What the task asks: Go to the line below containing "filename crates/geotiff-parser/src/lib.rs" and print exactly from there through the line containing "let result = decoder", both included. Print nothing else.

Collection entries
BEGIN

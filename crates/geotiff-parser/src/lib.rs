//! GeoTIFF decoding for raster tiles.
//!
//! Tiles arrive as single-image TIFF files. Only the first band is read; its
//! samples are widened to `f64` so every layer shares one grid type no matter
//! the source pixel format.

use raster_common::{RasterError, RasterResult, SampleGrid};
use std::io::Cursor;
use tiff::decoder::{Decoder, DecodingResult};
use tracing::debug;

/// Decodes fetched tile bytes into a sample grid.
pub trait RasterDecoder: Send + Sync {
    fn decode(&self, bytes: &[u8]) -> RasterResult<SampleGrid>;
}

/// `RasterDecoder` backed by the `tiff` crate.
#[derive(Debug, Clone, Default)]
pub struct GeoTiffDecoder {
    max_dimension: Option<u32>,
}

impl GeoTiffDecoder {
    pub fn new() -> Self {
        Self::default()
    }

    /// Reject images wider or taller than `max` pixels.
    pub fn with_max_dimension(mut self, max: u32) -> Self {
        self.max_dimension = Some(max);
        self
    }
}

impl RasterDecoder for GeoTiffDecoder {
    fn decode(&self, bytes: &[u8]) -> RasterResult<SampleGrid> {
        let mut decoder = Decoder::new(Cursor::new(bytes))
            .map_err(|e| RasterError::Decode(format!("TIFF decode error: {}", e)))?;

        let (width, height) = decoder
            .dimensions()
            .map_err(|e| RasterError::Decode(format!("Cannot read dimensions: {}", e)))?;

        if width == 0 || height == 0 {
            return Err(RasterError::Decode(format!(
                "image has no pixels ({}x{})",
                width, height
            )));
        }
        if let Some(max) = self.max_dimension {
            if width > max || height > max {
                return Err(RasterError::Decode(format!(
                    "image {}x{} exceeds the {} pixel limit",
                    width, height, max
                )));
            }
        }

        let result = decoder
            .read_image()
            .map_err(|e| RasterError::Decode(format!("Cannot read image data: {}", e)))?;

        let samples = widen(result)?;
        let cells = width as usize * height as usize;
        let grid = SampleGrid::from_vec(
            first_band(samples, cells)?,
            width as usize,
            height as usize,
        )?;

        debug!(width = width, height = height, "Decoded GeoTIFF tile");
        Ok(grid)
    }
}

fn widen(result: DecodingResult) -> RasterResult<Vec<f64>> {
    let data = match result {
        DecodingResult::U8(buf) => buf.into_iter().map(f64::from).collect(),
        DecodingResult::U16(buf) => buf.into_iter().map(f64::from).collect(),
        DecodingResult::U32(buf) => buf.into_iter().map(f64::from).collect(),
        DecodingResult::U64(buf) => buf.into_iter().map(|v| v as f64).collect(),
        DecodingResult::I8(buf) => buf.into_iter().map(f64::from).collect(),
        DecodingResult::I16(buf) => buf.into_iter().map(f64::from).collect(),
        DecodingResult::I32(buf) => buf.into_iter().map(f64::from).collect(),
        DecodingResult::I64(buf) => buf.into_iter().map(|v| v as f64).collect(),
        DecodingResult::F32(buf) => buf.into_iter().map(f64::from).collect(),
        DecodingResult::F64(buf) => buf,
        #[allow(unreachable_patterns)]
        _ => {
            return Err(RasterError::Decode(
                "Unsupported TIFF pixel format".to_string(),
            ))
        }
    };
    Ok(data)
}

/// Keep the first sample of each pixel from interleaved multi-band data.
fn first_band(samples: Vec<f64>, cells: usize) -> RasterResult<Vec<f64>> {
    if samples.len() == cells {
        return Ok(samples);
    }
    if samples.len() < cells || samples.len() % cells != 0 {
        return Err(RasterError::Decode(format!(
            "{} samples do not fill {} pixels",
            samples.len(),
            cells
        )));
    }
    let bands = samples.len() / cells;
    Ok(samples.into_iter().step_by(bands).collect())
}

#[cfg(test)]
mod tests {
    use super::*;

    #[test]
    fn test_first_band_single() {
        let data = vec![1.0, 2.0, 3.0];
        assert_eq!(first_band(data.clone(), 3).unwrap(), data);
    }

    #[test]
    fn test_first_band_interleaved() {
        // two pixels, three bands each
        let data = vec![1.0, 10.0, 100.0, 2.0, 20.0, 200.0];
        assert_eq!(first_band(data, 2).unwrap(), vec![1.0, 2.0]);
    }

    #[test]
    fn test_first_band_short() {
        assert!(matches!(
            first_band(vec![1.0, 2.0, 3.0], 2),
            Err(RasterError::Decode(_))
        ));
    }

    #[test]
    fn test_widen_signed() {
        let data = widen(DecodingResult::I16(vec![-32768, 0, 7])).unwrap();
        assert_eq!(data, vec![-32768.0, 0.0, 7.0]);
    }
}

END
BEGIN

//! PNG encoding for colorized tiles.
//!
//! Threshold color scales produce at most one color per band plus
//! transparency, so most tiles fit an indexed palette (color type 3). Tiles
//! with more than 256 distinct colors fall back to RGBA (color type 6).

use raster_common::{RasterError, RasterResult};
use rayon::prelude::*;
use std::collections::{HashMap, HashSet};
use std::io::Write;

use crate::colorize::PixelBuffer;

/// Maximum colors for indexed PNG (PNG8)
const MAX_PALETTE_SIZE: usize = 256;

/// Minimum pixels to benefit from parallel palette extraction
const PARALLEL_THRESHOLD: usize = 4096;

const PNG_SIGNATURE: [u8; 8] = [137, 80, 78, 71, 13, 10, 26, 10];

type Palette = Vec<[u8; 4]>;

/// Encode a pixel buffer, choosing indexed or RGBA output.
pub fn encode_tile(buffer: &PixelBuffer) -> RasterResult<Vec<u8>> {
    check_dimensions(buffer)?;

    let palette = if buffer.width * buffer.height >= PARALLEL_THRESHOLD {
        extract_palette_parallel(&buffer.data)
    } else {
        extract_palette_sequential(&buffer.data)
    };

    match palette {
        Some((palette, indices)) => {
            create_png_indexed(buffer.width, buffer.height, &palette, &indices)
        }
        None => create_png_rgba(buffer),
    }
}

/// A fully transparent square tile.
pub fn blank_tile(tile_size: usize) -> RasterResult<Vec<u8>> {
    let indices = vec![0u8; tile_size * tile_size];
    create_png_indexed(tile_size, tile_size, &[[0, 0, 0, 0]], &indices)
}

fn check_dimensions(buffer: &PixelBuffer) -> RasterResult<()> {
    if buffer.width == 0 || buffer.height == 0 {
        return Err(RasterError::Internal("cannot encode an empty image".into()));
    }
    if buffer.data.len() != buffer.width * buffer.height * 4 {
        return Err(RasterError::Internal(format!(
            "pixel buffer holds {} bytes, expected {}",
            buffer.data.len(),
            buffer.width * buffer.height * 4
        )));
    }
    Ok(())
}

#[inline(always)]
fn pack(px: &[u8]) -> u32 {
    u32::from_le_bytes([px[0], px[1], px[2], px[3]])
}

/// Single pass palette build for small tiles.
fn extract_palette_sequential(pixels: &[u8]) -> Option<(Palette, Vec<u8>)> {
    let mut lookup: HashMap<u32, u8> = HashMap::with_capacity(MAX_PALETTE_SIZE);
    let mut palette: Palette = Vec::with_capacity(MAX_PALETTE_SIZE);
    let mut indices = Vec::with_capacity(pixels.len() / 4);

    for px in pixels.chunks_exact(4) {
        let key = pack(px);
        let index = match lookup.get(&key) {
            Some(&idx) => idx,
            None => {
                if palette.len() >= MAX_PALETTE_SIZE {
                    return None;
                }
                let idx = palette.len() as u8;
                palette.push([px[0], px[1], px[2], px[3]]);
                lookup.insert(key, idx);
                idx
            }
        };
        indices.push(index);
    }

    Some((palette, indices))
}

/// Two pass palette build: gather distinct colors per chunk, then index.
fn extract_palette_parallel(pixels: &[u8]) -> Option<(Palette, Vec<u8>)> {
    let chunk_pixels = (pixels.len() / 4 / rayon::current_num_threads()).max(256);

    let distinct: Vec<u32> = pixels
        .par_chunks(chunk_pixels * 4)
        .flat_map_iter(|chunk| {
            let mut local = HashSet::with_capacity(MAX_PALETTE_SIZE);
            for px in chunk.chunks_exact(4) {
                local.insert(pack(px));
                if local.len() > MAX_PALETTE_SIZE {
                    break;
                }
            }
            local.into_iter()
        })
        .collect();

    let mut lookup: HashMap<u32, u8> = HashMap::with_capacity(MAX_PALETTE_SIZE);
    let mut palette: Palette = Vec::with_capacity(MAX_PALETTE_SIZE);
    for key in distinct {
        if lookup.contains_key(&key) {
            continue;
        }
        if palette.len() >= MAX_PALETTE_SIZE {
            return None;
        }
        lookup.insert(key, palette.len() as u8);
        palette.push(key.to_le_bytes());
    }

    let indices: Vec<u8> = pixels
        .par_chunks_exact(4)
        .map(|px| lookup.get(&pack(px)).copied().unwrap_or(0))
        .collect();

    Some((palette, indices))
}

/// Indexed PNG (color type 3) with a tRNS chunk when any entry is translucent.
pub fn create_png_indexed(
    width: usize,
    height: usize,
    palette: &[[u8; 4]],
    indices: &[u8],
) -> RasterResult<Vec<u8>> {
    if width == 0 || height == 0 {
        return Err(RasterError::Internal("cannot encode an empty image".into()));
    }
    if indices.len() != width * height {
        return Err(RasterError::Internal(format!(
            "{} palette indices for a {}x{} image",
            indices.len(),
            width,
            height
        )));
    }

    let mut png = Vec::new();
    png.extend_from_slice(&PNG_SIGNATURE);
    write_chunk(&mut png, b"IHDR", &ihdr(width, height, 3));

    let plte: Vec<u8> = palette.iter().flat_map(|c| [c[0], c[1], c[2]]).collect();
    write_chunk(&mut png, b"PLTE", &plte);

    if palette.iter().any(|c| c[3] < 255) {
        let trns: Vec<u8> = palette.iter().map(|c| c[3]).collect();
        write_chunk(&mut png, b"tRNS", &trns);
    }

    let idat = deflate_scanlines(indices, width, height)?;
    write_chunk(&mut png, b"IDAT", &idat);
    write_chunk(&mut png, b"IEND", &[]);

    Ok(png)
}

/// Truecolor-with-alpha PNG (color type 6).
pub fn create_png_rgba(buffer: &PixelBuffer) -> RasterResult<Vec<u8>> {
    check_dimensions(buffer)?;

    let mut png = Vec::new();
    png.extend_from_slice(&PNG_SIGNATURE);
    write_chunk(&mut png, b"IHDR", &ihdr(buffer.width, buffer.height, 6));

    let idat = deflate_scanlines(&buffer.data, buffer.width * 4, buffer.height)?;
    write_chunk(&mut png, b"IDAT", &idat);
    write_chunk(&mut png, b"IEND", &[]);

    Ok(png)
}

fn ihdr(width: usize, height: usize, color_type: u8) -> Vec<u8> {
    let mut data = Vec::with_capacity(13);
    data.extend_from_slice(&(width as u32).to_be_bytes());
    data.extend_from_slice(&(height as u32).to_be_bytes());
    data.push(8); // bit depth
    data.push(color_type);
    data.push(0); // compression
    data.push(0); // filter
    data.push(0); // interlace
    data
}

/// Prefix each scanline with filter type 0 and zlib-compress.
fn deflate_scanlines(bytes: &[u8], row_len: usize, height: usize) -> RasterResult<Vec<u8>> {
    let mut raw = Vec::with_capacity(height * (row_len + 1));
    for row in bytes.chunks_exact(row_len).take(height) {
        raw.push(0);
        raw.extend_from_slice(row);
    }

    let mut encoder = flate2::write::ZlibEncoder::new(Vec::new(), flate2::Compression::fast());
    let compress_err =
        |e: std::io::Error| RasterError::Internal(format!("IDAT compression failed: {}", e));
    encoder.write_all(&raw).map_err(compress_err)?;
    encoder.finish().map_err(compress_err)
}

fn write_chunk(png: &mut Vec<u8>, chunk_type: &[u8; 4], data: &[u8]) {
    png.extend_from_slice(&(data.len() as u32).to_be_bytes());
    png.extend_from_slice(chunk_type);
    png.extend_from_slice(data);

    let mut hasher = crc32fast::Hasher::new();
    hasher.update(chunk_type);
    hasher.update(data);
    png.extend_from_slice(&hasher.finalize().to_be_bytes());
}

END

Solution for this problem:
filename crates/geotiff-parser/src/lib.rs
//! GeoTIFF decoding for raster tiles.
//!
//! Tiles arrive as single-image TIFF files. Only the first band is read; its
//! samples are widened to `f64` so every layer shares one grid type no matter
//! the source pixel format.

use raster_common::{RasterError, RasterResult, SampleGrid};
use std::io::Cursor;
use tiff::decoder::{Decoder, DecodingResult};
use tracing::debug;

/// Decodes fetched tile bytes into a sample grid.
pub trait RasterDecoder: Send + Sync {
    fn decode(&self, bytes: &[u8]) -> RasterResult<SampleGrid>;
}

/// `RasterDecoder` backed by the `tiff` crate.
#[derive(Debug, Clone, Default)]
pub struct GeoTiffDecoder {
    max_dimension: Option<u32>,
}

impl GeoTiffDecoder {
    pub fn new() -> Self {
        Self::default()
    }

    /// Reject images wider or taller than `max` pixels.
    pub fn with_max_dimension(mut self, max: u32) -> Self {
        self.max_dimension = Some(max);
        self
    }
}

impl RasterDecoder for GeoTiffDecoder {
    fn decode(&self, bytes: &[u8]) -> RasterResult<SampleGrid> {
        let mut decoder = Decoder::new(Cursor::new(bytes))
            .map_err(|e| RasterError::Decode(format!("TIFF decode error: {}", e)))?;

        let (width, height) = decoder
            .dimensions()
            .map_err(|e| RasterError::Decode(format!("Cannot read dimensions: {}", e)))?;

        if width == 0 || height == 0 {
            return Err(RasterError::Decode(format!(
                "image has no pixels ({}x{})",
                width, height
            )));
        }
        if let Some(max) = self.max_dimension {
            if width > max || height > max {
                return Err(RasterError::Decode(format!(
                    "image {}x{} exceeds the {} pixel limit",
                    width, height, max
                )));
            }
        }

        let result = decoder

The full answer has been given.